Will Fulgent’s COVID-19 revenue growth slow? Sure. As more people are vaccinated, COVID-19 test volumes are likely to decrease. However, the new coronavirus will not go away. It will continue to mutate, with the emergence of new strains. Fulgent will likely continue to generate solid revenue from COVID-19 testing for a long time to come.

But wait – there is more

Don’t overlook the rest of Fulgent’s business, however. In the third quarter, the company’s non-COVID revenue climbed 57% quarter over quarter. This is impressive growth in itself.

Fulgent initially focused on genetic testing for rare pediatric diseases. It then extended to screening tests for cardiovascular and neurological disorders and cancer. Today, the company offers a wide range of genomic tests.

There are of course other players in the genomic testing market. How can Fulgent win? The company has two main competitive advantages. First, the flexibility of its technology allows Fulgent to quickly launch new products and services. Second, Fulgent benefits from a market leading cost structure.

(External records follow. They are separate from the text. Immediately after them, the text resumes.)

//! Stream Tee
//!
//! [`TeeReader`] wraps a reader and copies every chunk it yields into a
//! [`TextSink`] on the way through. The relay wraps human read halves with it
//! so that chat text reaches the language model while being forwarded to the
//! partner.
//!
//! Sinks are infallible by signature: whatever happens on the ingestion side
//! cannot fail or stall the stream being observed.

use std::io;
use std::pin::Pin;
use std::task::{Context, Poll};

use tokio::io::{AsyncRead, ReadBuf};

/// Second destination for bytes flowing through a [`TeeReader`]
pub trait TextSink: Send {
    /// Called with each chunk read from the wrapped stream
    fn observe(&mut self, bytes: &[u8]);

    /// Called once when the wrapped stream ends
    fn finish(&mut self);
}

/// Reader decorator that mirrors everything it reads into a sink
pub struct TeeReader<R, S> {
    inner: R,
    sink: S,
    finished: bool,
}

impl<R, S: TextSink> TeeReader<R, S> {
    /// Wrap `inner`, mirroring its bytes into `sink`
    pub fn new(inner: R, sink: S) -> Self {
        Self {
            inner,
            sink,
            finished: false,
        }
    }

    /// Finish the sink (if the stream has not ended yet) and unwrap the reader
    pub fn into_inner(mut self) -> R {
        self.finish_sink();
        self.inner
    }

    fn finish_sink(&mut self) {
        if !self.finished {
            self.finished = true;
            self.sink.finish();
        }
    }
}

impl<R, S> AsyncRead for TeeReader<R, S>
where
    R: AsyncRead + Unpin,
    S: TextSink + Unpin,
{
    fn poll_read(
        self: Pin<&mut Self>,
        cx: &mut Context<'_>,
        buf: &mut ReadBuf<'_>,
    ) -> Poll<io::Result<()>> {
        let this = self.get_mut();
        let before = buf.filled().len();
        let had_room = buf.remaining() > 0;

        match Pin::new(&mut this.inner).poll_read(cx, buf) {
            Poll::Ready(Ok(())) => {
                let fresh = &buf.filled()[before..];
                if !fresh.is_empty() {
                    this.sink.observe(fresh);
                } else if had_room {
                    this.finish_sink();
                }
                Poll::Ready(Ok(()))
            }
            Poll::Ready(Err(e)) => {
                this.finish_sink();
                Poll::Ready(Err(e))
            }
            Poll::Pending => Poll::Pending,
        }
    }
}
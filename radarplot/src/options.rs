use clap::Parser;
use std::path::PathBuf;

/// Render FIS-B NEXRAD blocks into PNG mosaics.
///
/// Reads `NEXRAD ...` block lines until end of input, then writes one
/// image per product type and time.
#[derive(Parser, Debug)]
#[command(author, version, about, long_about = None)]
pub struct Cli {
    /// Decoder output to read. Reads stdin when absent or `-`.
    pub input: Option<PathBuf>,

    /// Output directory.
    #[arg(short, long, default_value = ".")]
    pub out_dir: PathBuf,

    /// Output file name prefix.
    #[arg(long, default_value = "nexrad")]
    pub prefix: String,

    /// Skip any image wider or taller than this many pixels.
    #[arg(long, default_value_t = 16_384)]
    pub max_dimension: u32,

    /// Number of render threads.
    #[arg(short, long)]
    pub jobs: Option<usize>,

    /// Report each image's dimensions without rendering.
    #[arg(long)]
    pub dry_run: bool,
}
//! # NEXRAD mosaics
//!
//! `mosaic` composites FIS-B NEXRAD blocks into georeferenced
//! rasters, one per product type and time.
//!
//! Blocks are accumulated into [Mosaics] until the input is exhausted,
//! since a group's extent and output resolution are only known once
//! all of its blocks have arrived. Each [Group] is then projected with
//! a simplified Mercator, painted coarsest layer first, and written
//! out as a PNG.

pub mod emit;
mod error;
pub mod math;
mod mosaics;
mod palette;
mod raster;
mod render;

pub use crate::{
    error::MosaicError,
    mosaics::{Group, IngestStats, Ingested, Mosaics, Resolution, PIXELS_PER_DEGREE},
    palette::Palette,
    raster::{Raster, Transform},
    render::{layout, render, Layout, RenderOptions},
};
pub use nexrad;

/// Floating point type used for projected coordinates.
pub type C = f64;
use nexrad::{NexradError, ProductKey};
use thiserror::Error;

#[derive(Error, Debug)]
pub enum MosaicError {
    #[error("malformed tile: {0}")]
    MalformedTile(#[from] NexradError),

    #[error("{0} has no drawable extent")]
    EmptyMosaic(ProductKey),

    #[error("{key} is {width}x{height} pixels, limit is {limit}")]
    TooLarge {
        key: ProductKey,
        width: u32,
        height: u32,
        limit: u32,
    },

    #[error("{0}")]
    Io(#[from] std::io::Error),

    #[error("{0}")]
    Image(#[from] image::ImageError),
}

Businesses typically beat their competition by being better, faster, or cheaper. Fulgent ticks at least two of those boxes.

The long and the short

It’s possible (and perhaps even likely) that Fulgent’s share price will pull back significantly this year as the euphoria of the COVID boom and short squeeze wears off. Some Wall Street analysts practically hate the stock, with the average analyst price only targeting just over half of Fulgent’s current share price.

But Fulgent’s long-term potential is compelling. The global genetic testing market is expected to reach $ 10 billion by 2022. This is just the start. Expect a rise in consumer-focused genetic testing in the coming years.

Even with the stock’s huge surge this year, Fulgent Genetics’ market cap is less than $ 4 billion. Considering the company’s total addressable market and ability to execute, I think Fulgent could be worth a lot more by the end of this decade.

This article represents the opinion of the author, who may disagree with the “official” recommendation position of a premium Motley Fool consulting service. We are heterogeneous! Questioning an investment thesis – even one of our own – helps us all to think critically about investing and make decisions that help us become smarter, happier, and richer.